Monday, June 11, 2012

Nonfiction Monday is here! Featuring DK Pocket Genius

Welcome, everyone!  I'm happy to be today's host for Nonfiction Monday,
a weekly gathering of bloggers writing about nonfiction books for kids. 

DK Publishing. 2012. Pocket Genius series. New York: Dorling Kindersley.

I've always loved camping, hiking, plants and the outdoors, but was never much of a bird watcher.  My husband, however, is a bird lover and can tell the difference between similar waterfowl or shore birds at a great distance.  The Audubon Society Field Guide to North American Birds has been a fixture in our house for ages.  After the addition of curious kids, we added the Field Guide to Seashore Creatures, North American Trees, and North American Insects & Spiders.  There's something very satisfying about these little books - a modern, non-lethal form of hunting perhaps.  I love that "Aha, I've found it!" moment when I discover the unknown bird in the yard or the little critter crawling on the windowsill.  So, it was with pleasure that I received the set of DK Pocket Genius guides for my branch.
Now granted, kids won't be able to spot a shark or dinosaur in the neighborhood and rush home to identify it, but the books are designed in much the same manner as adult field guides and will teach the same classification skills.  For example, Sharks begins with an overview of sharks, their common attributes, habitats and features.  The guide is then divided into two sections: Sharks and Rays, skates, and chimaeras.  Sections are then subdivided into types (e.g. Frilled and cow sharks) and then into the neat little photographic plates with which any fan of field guides is familiar.

Differing from adult guides, the informative text is presented in the same box as the photograph (no flipping to tissue paper thin pages in the rear).  Similar to adult guides, icons appear in each box.  These icons, however, are much more fun than a silhouette of a tree-clinging bird or coniferous tree!  The shark icon depicts a swimmer with a proportionally sized shark swimming above.  The Rocks and Minerals guide shows a hand next to the average size of a found specimen.  Animals and Dinosaurs icons compare a human body to the featured creature.

Each book also contains fun facts, an index and a glossary.
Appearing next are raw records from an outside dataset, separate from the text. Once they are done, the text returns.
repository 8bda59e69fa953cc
//
// Copyright (c) The Holo Core Contributors
//
// SPDX-License-Identifier: MIT
//
// Sponsored by NLnet as part of the Next Generation Internet initiative.
// See: https://nlnet.nl/NGI0
//

pub mod configuration;
pub mod yang;

use std::sync::LazyLock as Lazy;

use isisd_northbound::ProviderBase;
use regex::Regex;
use tracing::{Span, debug_span};

use crate::instance::Instance;

// ===== impl Instance =====

impl ProviderBase for Instance {
    fn debug_span(_name: &str) -> Span {
        debug_span!("isis")
    }
}

// ===== regular expressions =====

// Matches on a dotted NET: a leading byte followed by groups of two bytes,
// optionally terminated by a single byte.
pub static REGEX_NET: Lazy<Regex> = Lazy::new(|| {
    Regex::new(r"^[0-9A-Fa-f]{2}(\.[0-9A-Fa-f]{4})*(\.[0-9A-Fa-f]{2})?$")
        .unwrap()
});
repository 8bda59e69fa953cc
//
// Copyright (c) The Holo Core Contributors
//
// SPDX-License-Identifier: MIT
//

use bitflags::bitflags;
use serde::{Deserialize, Serialize};

bitflags! {
    #[derive(Clone, Copy, Debug, Default, Eq, PartialEq)]
    #[derive(Deserialize, Serialize)]
    #[serde(transparent)]
    pub struct InterfaceFlags: u8 {
        const LOOPBACK = 0x01;
        const OPERATIVE = 0x02;
        const BROADCAST = 0x04;
    }
}

#[derive(Clone, Debug)]
#[derive(Deserialize, Serialize)]
pub struct InterfaceUpdateMsg {
    pub ifname: String,
    pub vrf: String,
    pub flags: InterfaceFlags,
}
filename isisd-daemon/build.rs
fn main() {
    // Try to get short git commit hash.
    if let Ok(hash) = std::env::var("GIT_HASH") {
        println!("cargo:rustc-env=GIT_HASH={hash}");
    } else {
        rustc_tools_util::setup_version_info!();
    }
}
#[test]
fn circuit_type_validation() {
    let mut router = Router::new();
    router.iface_update("eth0", true);

    let mut value = area_entry("1", &[]);
    value["is-type"] = json!("level-1");
    router.commit(tree(
        vec![value.clone()],
        vec![iface_entry("eth0", json!({ "area-tag": "1" }))],
    ));

    let error = router.commit_err(tree(
        vec![value.clone()],
        vec![iface_entry(
            "eth0",
            json!({ "area-tag": "1", "circuit-type": "level-2-only" }),
        )],
    ));
    match error {
        Error::ValidationCallback(error) => {
            assert_eq!(error, "Invalid circuit level for area 1")
        }
        error => panic!("unexpected error: {error:?}"),
    }

    // A matching level is accepted.
    router.commit(tree(
        vec![value],
        vec![iface_entry(
            "eth0",
            json!({ "area-tag": "1", "circuit-type": "level-1" }),
        )],
    ));
    let circuit = router.instance().arenas.circuits.get_by_name("eth0");
    let circuit = circuit.unwrap();
    assert_eq!(circuit.config.circuit_type, LevelType::L1);
}

#[test]
fn circuit_area_tag_validation() {
    let mut router = Router::new();
    router.iface_update("eth0", false);
    router.commit(tree(
        vec![area_entry("1", &[]), area_entry("2", &[])],
        vec![iface_entry("eth0", json!({ "area-tag": "1" }))],
    ));

    let error = router.commit_err(tree(
        vec![area_entry("1", &[]), area_entry("2", &[])],
        vec![iface_entry("eth0", json!({ "area-tag": "2" }))],
    ));
    match error {
        Error::ValidationCallback(error) => {
            assert_eq!(error, "ISIS circuit is already defined on 1")
        }
        error => panic!("unexpected error: {error:?}"),
    }
}

#[test]
fn circuit_parameters() {
    let mut router = Router::new();
    router.commit(tree(
        vec![area_entry("1", &[])],
        vec![iface_entry(
            "eth0",
            json!({
                "area-tag": "1",
                "hello": {
                    "padding": false,
                    "interval": { "level-1": 5 },
                    "multiplier": { "level-2": 20 },
                },
                "metric": { "level-1": 100, "level-2": 200 },
                "priority": { "level-1": 80 },
                "network-type": "point-to-point",
                "passive": [null],
                "password": { "password": "secret", "password-type": "md5" },
            }),
        )],
    ));

    let circuit = router.instance().arenas.circuits.get_by_name("eth0");
    let circuit = circuit.unwrap();
    let config = &circuit.config;
    assert!(!config.hello_padding);
    assert_eq!(config.hello_interval.l1, 5);
    assert_eq!(config.hello_interval.l2, 3);
    assert_eq!(config.hello_multiplier.l2, 20);
    assert_eq!(config.metric.l1, 100);
    assert_eq!(config.metric.l2, 200);
    assert_eq!(config.priority.l1, 80);
    assert_eq!(config.priority.l2, 64);
    assert!(config.passive);
    assert_eq!(
        config.passwd,
        Some(Passwd::new(
            PasswdMethod::HmacMd5,
            "secret",
            SnpAuthFlags::empty()
        ))
    );
    assert_eq!(
        config.network_type,
        Some(NetworkType::PointToPoint)
    );

    // Removal restores the defaults.
    router.commit(tree(
        vec![area_entry("1", &[])],
        vec![iface_entry("eth0", json!({ "area-tag": "1" }))],
    ));
    let circuit = router.instance().arenas.circuits.get_by_name("eth0");
    let circuit = circuit.unwrap();
    assert!(!circuit.config.passive);
    assert_eq!(circuit.config.passwd, None);
    assert_eq!(circuit.config.network_type, None);
}

// ===== callback registration tests =====

#[test]
fn callbacks_cover_schema() {
    let isis_paths = [isis::PATH.as_str(), interface::isis::PATH.as_str()];
    let expected = schema::iter()
        .filter(|snode| {
            isis_paths.iter().any(|path| snode.path.starts_with(path))
        })
        .filter(|snode| {
            [CallbackOp::Create, CallbackOp::Modify, CallbackOp::Delete]
                .iter()
                .any(|operation| operation.is_valid(snode))
        })
        .map(|snode| snode.path)
        .collect::<Vec<_>>();

    for path in expected {
        assert!(CALLBACKS.get(path).is_some(), "{path}");
    }

    // Every registered path must exist in the schema.
    for path in CALLBACKS.paths() {
        assert!(schema::find(path).is_some(), "{path}");
    }
}

#[test]
fn callbacks_valid_operations() {
    for path in CALLBACKS.paths() {
        let snode = schema::find(path).unwrap();
        let node = CALLBACKS.get(path).unwrap();
        let operations = btreeset![
            CallbackOp::Create,
            CallbackOp::Modify,
            CallbackOp::Delete
        ];
        for operation in operations {
            let callbacks = node.op(operation);
            if callbacks.apply.is_some() || callbacks.validate.is_some() {
                assert!(operation.is_valid(snode), "{path} {operation}");
            }
        }
    }
}

#[test]
fn area_missing_binding() {
    let mut router = Router::new();

    // Load a configuration without creating any live state.
    let candidate = config(tree(vec![area_entry("1", &[NET1])], vec![]));
    let report = router.datastore.commit_changes(candidate, vec![]).unwrap();
    assert!(report.errors.is_empty());
    assert!(router.instance().arenas.areas.is_empty());

    // Deleting the area is reported instead of aborting the commit.
    let report = router.datastore.commit(config(json!({}))).unwrap();
    assert!(!report.errors.is_empty());
    assert!(
        report
            .errors
            .iter()
            .all(|error| matches!(error, Error::Inconsistency(..)))
    );
    assert!(report.errors.iter().any(|error| matches!(
        error,
        Error::Inconsistency(_, error) if error == "area not found"
    )));
    assert!(router.datastore.bindings().is_empty());
}

#[test]
fn circuit_area_change() {
    let mut router = Router::new();
    let areas = || vec![area_entry("1", &[NET1]), area_entry("2", &[NET2])];
    router.commit(tree(
        areas(),
        vec![iface_entry(
            "eth0",
            json!({ "area-tag": "1", "ipv4-routing": [null] }),
        )],
    ));

    // The interface isn't known to the system, so the circuit can move.
    router.commit(tree(
        areas(),
        vec![iface_entry(
            "eth0",
            json!({ "area-tag": "2", "ipv4-routing": [null] }),
        )],
    ));
    let instance = router.instance();
    let area1 = instance.arenas.areas.get_by_tag("1").unwrap();
    let area2 = instance.arenas.areas.get_by_tag("2").unwrap();
    let circuit = instance.arenas.circuits.get_by_name("eth0").unwrap();
    assert_eq!(circuit.area, Some(area2.index));
    assert!(circuit.config.afs.ipv4);
    assert!(area1.state.circuits.is_empty());
    assert_eq!(area1.state.ip_circuits, 0);
    assert!(area2.state.circuits.contains(&circuit.index));
    assert_eq!(area2.state.ip_circuits, 1);

    // Deleting the former area leaves the circuit alone.
    router.commit(tree(
        vec![area_entry("2", &[NET2])],
        vec![iface_entry(
            "eth0",
            json!({ "area-tag": "2", "ipv4-routing": [null] }),
        )],
    ));
    let circuit = router.instance().arenas.circuits.get_by_name("eth0");
    assert!(circuit.is_some());

    // The circuit binding is still valid.
    router.commit(tree(vec![area_entry("2", &[NET2])], vec![]));
    assert!(router.instance().arenas.circuits.is_empty());
    let area2 = router.instance().arenas.areas.get_by_tag("2").unwrap();
    assert!(area2.state.circuits.is_empty());
    assert_eq!(area2.state.ip_circuits, 0);
}

#[test]
fn interface_delete() {
    let mut router = Router::new();
    router.iface_update("eth0", true);
    router.commit(tree(
        vec![area_entry("1", &[])],
        vec![iface_entry("eth0", json!({ "area-tag": "1" }))],
    ));
    router.messages();

    // Losing the interface brings the circuit down.
    router.iface_delete("eth0").unwrap();
    assert!(router.instance().system.lookup("eth0", "default").is_none());
    let circuit = router.instance().arenas.circuits.get_by_name("eth0");
    assert_eq!(circuit.unwrap().state, fsm::State::Conf);
    assert!(matches!(
        router.messages().as_slice(),
        [ProtocolMsg::CircuitDown(..), ProtocolMsg::LspRegenerate(..)]
    ));

    let error = router.iface_delete("eth0").unwrap_err();
    assert!(matches!(error, isisd::error::Error::InterfaceNotFound(..)));

    // The circuit comes back up with the interface.
    router.iface_update("eth0", true);
    let circuit = router.instance().arenas.circuits.get_by_name("eth0");
    assert!(circuit.unwrap().is_up());
}
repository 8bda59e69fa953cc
//
// Copyright (c) The Holo Core Contributors
//
// SPDX-License-Identifier: MIT
//

#![allow(clippy::derivable_impls)]

use serde::Deserialize;

#[derive(Debug, Default, Deserialize)]
#[serde(default, deny_unknown_fields)]
pub struct Config {
    pub logging: Logging,
    pub system: System,
}

#[derive(Debug, Default, Deserialize)]
#[serde(default, deny_unknown_fields)]
pub struct Logging {
    pub journald: LoggingJournald,
    pub file: LoggingFile,
    pub stdout: LoggingStdout,
}

#[derive(Debug, Deserialize)]
#[serde(default, deny_unknown_fields)]
pub struct LoggingJournald {
    pub enabled: bool,
}

#[derive(Debug, Deserialize)]
#[serde(default, deny_unknown_fields)]
pub struct LoggingFile {
    pub enabled: bool,
    pub dir: String,
    pub name: String,
    pub rotation: LoggingFileRotation,
    #[serde(flatten)]
    pub fmt: LoggingFmt,
}

#[derive(Debug, Deserialize)]
#[serde(default, deny_unknown_fields)]
pub struct LoggingStdout {
    pub enabled: bool,
    #[serde(flatten)]
    pub fmt: LoggingFmt,
}

#[derive(Debug, Deserialize)]
#[serde(default, deny_unknown_fields)]
pub struct LoggingFmt {
    pub style: LoggingFmtStyle,
    pub colors: bool,
    pub show_thread_id: bool,
    pub show_source: bool,
}

#[derive(Debug, Default, Deserialize)]
#[serde(rename_all = "lowercase")]
pub enum LoggingFileRotation {
    #[default]
    Never,
    Hourly,
    Daily,
}

#[derive(Debug, Deserialize)]
#[serde(rename_all = "lowercase")]
pub enum LoggingFmtStyle {
    Compact,
    Full,
    Json,
    Pretty,
}

// Interfaces known to the system at startup.
#[derive(Debug, Default, Deserialize)]
#[serde(default, deny_unknown_fields)]
pub struct System {
    pub interfaces: Vec<Interface>,
}

#[derive(Debug, Deserialize)]
#[serde(default, deny_unknown_fields)]
pub struct Interface {
    pub name: String,
    pub vrf: String,
    pub operative: bool,
    pub loopback: bool,
}

// ===== impl Config =====

impl Config {
    const DFLT_FILEPATH: &'static str = "/etc/isisd.toml";

    pub(crate) fn load(config_file: Option<&str>) -> Config {
        let config_file = config_file.unwrap_or(Config::DFLT_FILEPATH);

        match std::fs::read_to_string(config_file) {
            Ok(config_str) => toml::from_str(&config_str)
                .expect("Failed to parse configuration file"),
            Err(err) => {
                eprintln!("Failed to load configuration file: {err}");
                eprintln!("Falling back to default configuration...");
                Config::default()
            }
        }
    }
}

// ===== impl LoggingJournald =====

impl Default for LoggingJournald {
    fn default() -> LoggingJournald {
        LoggingJournald { enabled: false }
    }
}

// ===== impl LoggingFile =====

impl Default for LoggingFile {
    fn default() -> LoggingFile {
        LoggingFile {
            enabled: false,
            dir: "/var/log".to_owned(),
            name: "isisd.log".to_owned(),
            rotation: Default::default(),
            fmt: Default::default(),
        }
    }
}

// ===== impl LoggingStdout =====

impl Default for LoggingStdout {
    fn default() -> LoggingStdout {
        LoggingStdout {
            enabled: true,
            fmt: Default::default(),
        }
    }
}

// ===== impl LoggingFmt =====

impl Default for LoggingFmt {
    fn default() -> LoggingFmt {
        LoggingFmt {
            style: LoggingFmtStyle::Full,
            colors: false,
            show_thread_id: false,
            show_source: false,
        }
    }
}

// ===== impl Interface =====

impl Default for Interface {
    fn default() -> Interface {
        Interface {
            name: Default::default(),
            vrf: "default".to_owned(),
            operative: true,
            loopback: false,
        }
    }
}

// ===== unit tests =====

#[cfg(test)]
mod tests {
    use super::*;

    #[test]
    fn test_parse() {
        let config: Config = toml::from_str(
            r#"
            [logging.stdout]
            style = "json"

            [[system.interfaces]]
            name = "eth0"

            [[system.interfaces]]
            name = "lo"
            loopback = true
            operative = false
            "#,
        )
        .unwrap();

        assert!(config.logging.stdout.enabled);
        assert!(matches!(
            config.logging.stdout.fmt.style,
            LoggingFmtStyle::Json
        ));
        assert!(!config.logging.file.enabled);
        assert_eq!(config.system.interfaces.len(), 2);
        assert_eq!(config.system.interfaces[0].vrf, "default");
        assert!(config.system.interfaces[0].operative);
        assert!(config.system.interfaces[1].loopback);
        assert!(!config.system.interfaces[1].operative);
    }

    #[test]
    fn test_unknown_field() {
        let config = toml::from_str::<Config>("[system]\nfoo = 1\n");
        assert!(config.is_err());
    }
}
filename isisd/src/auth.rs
//
// Copyright (c) The Holo Core Contributors
//
// SPDX-License-Identifier: MIT
//
// Sponsored by NLnet as part of the Next Generation Internet initiative.
// See: https://nlnet.nl/NGI0
//

use bitflags::bitflags;
use serde::{Deserialize, Serialize};

// Authentication password.
#[derive(Clone, Debug, Eq, PartialEq)]
#[derive(Deserialize, Serialize)]
pub struct Passwd {
    pub method: PasswdMethod,
    pub secret: String,
    pub snp_auth: SnpAuthFlags,
}

#[derive(Clone, Copy, Debug, Eq, PartialEq)]
#[derive(Deserialize, Serialize)]
pub enum PasswdMethod {
    Cleartext,
    HmacMd5,
}

// Controls whether sequence number PDUs are authenticated as well.
bitflags! {
    #[derive(Clone, Copy, Debug, Default, Eq, Hash, PartialEq)]
    #[derive(Deserialize, Serialize)]
    #[serde(transparent)]
    pub struct SnpAuthFlags: u8 {
        const SEND = 0x01;
        const VALIDATE = 0x02;
    }
}

// ===== impl Passwd =====

impl Passwd {
    pub const MAX_LEN: usize = 254;

    pub fn new(
        method: PasswdMethod,
        secret: impl Into<String>,
        snp_auth: SnpAuthFlags,
    ) -> Passwd {
        Passwd {
            method,
            secret: secret.into(),
            snp_auth,
        }
    }

    // Checks whether the given secret can be installed.
    pub fn is_valid_secret(secret: &str) -> bool {
        !secret.is_empty() && secret.len() <= Self::MAX_LEN
    }
}
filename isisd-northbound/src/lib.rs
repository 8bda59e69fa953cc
//
// Copyright (c) The Holo Core Contributors
//
// SPDX-License-Identifier: MIT
//

#![allow(type_alias_bounds)]

mod debug;

pub mod configuration;
pub mod error;
pub mod yang;

use derive_new::new;
use isisd_yang::schema::{LeafType, SchemaNode, SchemaNodeKind};
use serde::{Deserialize, Serialize};

// Operation performed on a configuration node.
#[derive(Clone, Copy, Debug, Eq, Hash, Ord, PartialEq, PartialOrd)]
#[derive(Deserialize, Serialize)]
pub enum CallbackOp {
    Create,
    Modify,
    Delete,
}

// Identifies a set of configuration callbacks: the schema path of the
// affected node and the operation performed on it.
#[derive(Clone, Debug, Eq, Hash, Ord, PartialEq, PartialOrd, new)]
#[derive(Deserialize, Serialize)]
pub struct CallbackKey {
    pub path: String,
    pub operation: CallbackOp,
}

/// Base northbound provider trait.
pub trait ProviderBase
where
    Self: 'static + Sized,
{
    // Span under which all configuration callbacks are invoked.
    fn debug_span(name: &str) -> tracing::Span;
}

// ===== impl CallbackOp =====

impl CallbackOp {
    // Returns whether the operation applies to nodes of the given schema
    // node.
    pub fn is_valid(&self, snode: &SchemaNode) -> bool {
        match self {
            CallbackOp::Create => match snode.kind {
                SchemaNodeKind::PresenceContainer
                | SchemaNodeKind::List(_)
                | SchemaNodeKind::LeafList(_) => true,
                SchemaNodeKind::Leaf(leaf_type) => {
                    leaf_type == LeafType::Empty
                }
                SchemaNodeKind::Container => false,
            },
            CallbackOp::Modify => match snode.kind {
                SchemaNodeKind::Leaf(leaf_type) => {
                    leaf_type != LeafType::Empty && !snode.is_list_key()
                }
                _ => false,
            },
            CallbackOp::Delete => match snode.kind {
                SchemaNodeKind::PresenceContainer
                | SchemaNodeKind::List(_)
                | SchemaNodeKind::LeafList(_) => true,
                SchemaNodeKind::Leaf(LeafType::Empty) => true,
                SchemaNodeKind::Leaf(_) => {
                    !snode.is_list_key()
                        && snode.default.is_none()
                        && !snode.mandatory
                }
                SchemaNodeKind::Container => false,
            },
        }
    }
}

impl std::fmt::Display for CallbackOp {
    fn fmt(&self, f: &mut std::fmt::Formatter<'_>) -> std::fmt::Result {
        match self {
            CallbackOp::Create => write!(f, "create"),
            CallbackOp::Modify => write!(f, "modify"),
            CallbackOp::Delete => write!(f, "delete"),
        }
    }
}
And while they don't have the flexible, textured covers of National Audubon Society guides, they are still a cozy and satisfying size, about 5.5" x 6.5" x .5".  The publisher's suggested age for Pocket Genius books is 8 and up.

I may be nerdy, but I like them!

Future additions to the series will include: Ancient Egypt, Earth, Space and Bugs.

 I look forward to reading your offerings.   Add your link below using InLinkz.  Thanks!


  1. Hi there! Thanks so much for hosting this week. I've been meaning to find more nonfiction books for my ten year old daughter and you had me at rocks and minerals. :) Will definitely check this out.

  2. Hi! Thanks for hosting today! I like the small size of these books --they sound interesting. Thanks for the review

  3. I'm with you about the bird watching "oh, there was a bird. I wonder what it was." I do better with plants and flowers (they move much, much slower) and always carry an indentication guide when hiking. There is something satisfying learning the name of a pretty flower or new plant. I'll check out a couple of your recommendations for the library.
    Thanks for looking after this week's NFM event, too.
    Love the linking device.
    Apples with Many Seeds

  4. Thanks for hosting today! I love the look of this new series, as with anything DK I see that they live up to high standards.

  5. Man, I just learned Mr. Linky, but inlink was so much cooler with the picture and everything! Thanks for hosting and making me learn something new!

  6. Thanks, everyone, for joining in today. For those of you who like InLinkz, I can tell you that it's very simple and really helps out if you have to work on your hosting day! If you want images, it costs 1.99, but for that price, you may use it at will for one month. Well worth it, I think.

  7. Thanks for hosting.
    My selection is "The adventures of Mark Twain by Huckleberry Finn written by Robert Burleigh and illustrated by Barry Blitt.

  8. Thank you, Janet. I added your link for you. I've seen many versions of Mark Twain's life, but not one written from the perspective of Huck Finn! Interesting.